◆ **Try it**: Starting from the line containing "self.stats.setup += 1;", write out the rest of the entries exactly, through the final line, including nothing else.
*** Input for this task ***
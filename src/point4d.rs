//! Homogeneous positions.

use std::ops::{Add, Sub, Mul, Div};

#[derive(Debug, Copy, Clone, Default, PartialEq)]
pub struct Point4D {
    pub x: f32,
    pub y: f32,
    pub z: f32,
    pub w: f32,
}

impl Point4D {
    pub const fn new(x: f32, y: f32, z: f32, w: f32) -> Self {
        Point4D { x, y, z, w }
    }

    /// A point in 3D space, `w = 1`.
    pub const fn point(x: f32, y: f32, z: f32) -> Self {
        Point4D { x, y, z, w: 1.0 }
    }

    pub fn is_finite(&self) -> bool {
        self.x.is_finite() && self.y.is_finite() && self.z.is_finite() && self.w.is_finite()
    }
}

impl Add for Point4D {
    type Output = Point4D;
    fn add(self, other: Point4D) -> Point4D {
        Point4D { x: self.x + other.x, y: self.y + other.y, z: self.z + other.z, w: self.w + other.w }
    }
}

impl Sub for Point4D {
    type Output = Point4D;
    fn sub(self, other: Point4D) -> Point4D {
        Point4D { x: self.x - other.x, y: self.y - other.y, z: self.z - other.z, w: self.w - other.w }
    }
}

impl Mul<f32> for Point4D {
    type Output = Point4D;
    fn mul(self, scalar: f32) -> Point4D {
        Point4D { x: self.x * scalar, y: self.y * scalar, z: self.z * scalar, w: self.w * scalar }
    }
}

impl Div<f32> for Point4D {
    type Output = Point4D;
    fn div(self, scalar: f32) -> Point4D {
        Point4D { x: self.x / scalar, y: self.y / scalar, z: self.z / scalar, w: self.w / scalar }
    }
}

#[inline(always)]
pub fn dot4(a: Point4D, b: Point4D) -> f32 {
    a.x * b.x + a.y * b.y + a.z * b.z + a.w * b.w
}
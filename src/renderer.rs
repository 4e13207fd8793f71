use log::{debug, trace};
use rayon::prelude::*;

use crate::clipping::{ClipMode, Clipped, clip_triangle};
use crate::error::{Error, Result};
use crate::geometry::project_to_screen;
use crate::mesh::Mesh;
use crate::point3d::Point3D;
use crate::point4d::Point4D;
use crate::raster::raster_triangle;
use crate::screen::{ColorBuffer, DepthBuffer, ScreenSpace};
use crate::texture::Texture;
use crate::transform::Matrix4;
use crate::triangle::TriangleToRasterize;
use crate::vertex::Vertex;

#[derive(Debug, Clone, Copy, PartialEq, Eq, Default)]
pub struct RendererOptions {
    /// Discard triangles that are not counter-clockwise on screen.
    pub backface_culling: bool,
    pub clipping: ClipMode,
}

/// Per-call counters, reset at the start of every render.
#[derive(Debug, Clone, Copy, PartialEq, Eq, Default)]
pub struct RenderStats {
    /// Triangles in the mesh.
    pub triangles: usize,
    /// Triangles entirely outside a frustum plane.
    pub frustum_rejected: usize,
    /// Triangles that straddled a clip plane.
    pub clipped: usize,
    /// Triangles handed to setup, including those produced by clipping.
    pub setup: usize,
    /// Back-facing, zero-area or fully off-screen after projection.
    pub culled: usize,
    pub rasterized: usize,
    pub pixels_written: usize,
}

/// Software renderer with a fixed viewport.
///
/// Owns its color and depth buffers; every render call clears them, draws
/// the whole mesh and hands back copies.
pub struct Renderer {
    width: u32,
    height: u32,
    options: RendererOptions,
    screen: ScreenSpace,
    stats: RenderStats,
}

impl Renderer {
    pub fn new(width: u32, height: u32) -> Result<Self> {
        Self::with_options(width, height, RendererOptions::default())
    }

    pub fn with_options(width: u32, height: u32, options: RendererOptions) -> Result<Self> {
        if width == 0 || height == 0 {
            return Err(Error::InvalidViewport { width, height });
        }
        Ok(Self {
            width,
            height,
            options,
            screen: ScreenSpace::new(width, height),
            stats: RenderStats::default(),
        })
    }

    pub fn width(&self) -> u32 {
        self.width
    }

    pub fn height(&self) -> u32 {
        self.height
    }

    pub fn options(&self) -> RendererOptions {
        self.options
    }

    pub fn set_backface_culling(&mut self, enabled: bool) {
        self.options.backface_culling = enabled;
    }

    pub fn set_clip_mode(&mut self, mode: ClipMode) {
        self.options.clipping = mode;
    }

    /// Counters of the most recent render call.
    pub fn last_stats(&self) -> RenderStats {
        self.stats
    }

    /// Renders the mesh with interpolated vertex colors.
    pub fn render(&mut self, mesh: &Mesh, mvp: &Matrix4) -> Result<(ColorBuffer, DepthBuffer)> {
        self.render_internal(mesh, mvp, None)
    }

    /// Renders the mesh with every pixel's color sampled from `texture`.
    pub fn render_textured(
        &mut self,
        mesh: &Mesh,
        mvp: &Matrix4,
        texture: &Texture,
    ) -> Result<(ColorBuffer, DepthBuffer)> {
        self.render_internal(mesh, mvp, Some(texture))
    }

    fn render_internal(
        &mut self,
        mesh: &Mesh,
        mvp: &Matrix4,
        texture: Option<&Texture>,
    ) -> Result<(ColorBuffer, DepthBuffer)> {
        if !mvp.is_finite() {
            return Err(Error::NonFiniteMatrix);
        }
        self.screen.clear();
        self.stats = RenderStats { triangles: mesh.num_triangles(), ..RenderStats::default() };

        let clip_positions: Vec<Point4D> = mesh
            .vertices()
            .par_iter()
            .map(|v| mvp * v.position)
            .collect();

        let vertices = mesh.vertices();
        let triangles = mesh
            .position_indices()
            .iter()
            .zip(mesh.color_indices())
            .zip(mesh.texcoord_indices());
        for (i, ((tvi, tci), tti)) in triangles.enumerate() {
            let corner = |k: usize| Vertex {
                position: clip_positions[tvi[k]],
                color: vertices[tci[k]].color,
                texcrd: vertices[tti[k]].texcrd,
            };
            let (v0, v1, v2) = (corner(0), corner(1), corner(2));

            let clipped = match clip_triangle(&v0, &v1, &v2, self.options.clipping) {
                Clipped::Rejected => {
                    trace!("triangle {i} outside the view frustum");
                    self.stats.frustum_rejected += 1;
                    continue;
                }
                Clipped::Inside(tri) => vec![tri],
                Clipped::Split(tris) => {
                    self.stats.clipped += 1;
                    tris
                }
            };

            for [a, b, c] in clipped {
                self.stats.setup += 1;
                let Some(tri) = TriangleToRasterize::setup(
                    &a,
                    &b,
                    &c,
                    self.width,
                    self.height,
                    self.options.backface_culling,
                ) else {
                    trace!("triangle {i} culled after projection");
                    self.stats.culled += 1;
                    continue;
                };
                self.stats.rasterized += 1;
                self.stats.pixels_written += raster_triangle(&tri, &mut self.screen, texture);
            }
        }

        debug!(
            "rendered {} triangles into {}x{}: {:?}",
            mesh.num_triangles(),
            self.width,
            self.height,
            self.stats
        );
        Ok((self.screen.color.clone(), self.screen.depth.clone()))
    }
}

/// Where a single point lands on a `width x height` viewport under `mvp`.
///
/// Returns pixel `x`, `y` and the NDC depth. No visibility test is implied;
/// compare the depth against a depth buffer rendered with the same matrix.
pub fn project_vertex(position: Point4D, mvp: &Matrix4, width: u32, height: u32) -> Point3D {
    project_to_screen(mvp * position, width, height)
}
*** End of Input for this task ***
◆ **Result**:
                self.stats.setup += 1;
                let Some(tri) = TriangleToRasterize::setup(
                    &a,
                    &b,
                    &c,
                    self.width,
                    self.height,
                    self.options.backface_culling,
                ) else {
                    trace!("triangle {i} culled after projection");
                    self.stats.culled += 1;
                    continue;
                };
                self.stats.rasterized += 1;
                self.stats.pixels_written += raster_triangle(&tri, &mut self.screen, texture);
            }
        }

        debug!(
            "rendered {} triangles into {}x{}: {:?}",
            mesh.num_triangles(),
            self.width,
            self.height,
            self.stats
        );
        Ok((self.screen.color.clone(), self.screen.depth.clone()))
    }
}

/// Where a single point lands on a `width x height` viewport under `mvp`.
///
/// Returns pixel `x`, `y` and the NDC depth. No visibility test is implied;
/// compare the depth against a depth buffer rendered with the same matrix.
pub fn project_vertex(position: Point4D, mvp: &Matrix4, width: u32, height: u32) -> Point3D {
    project_to_screen(mvp * position, width, height)
}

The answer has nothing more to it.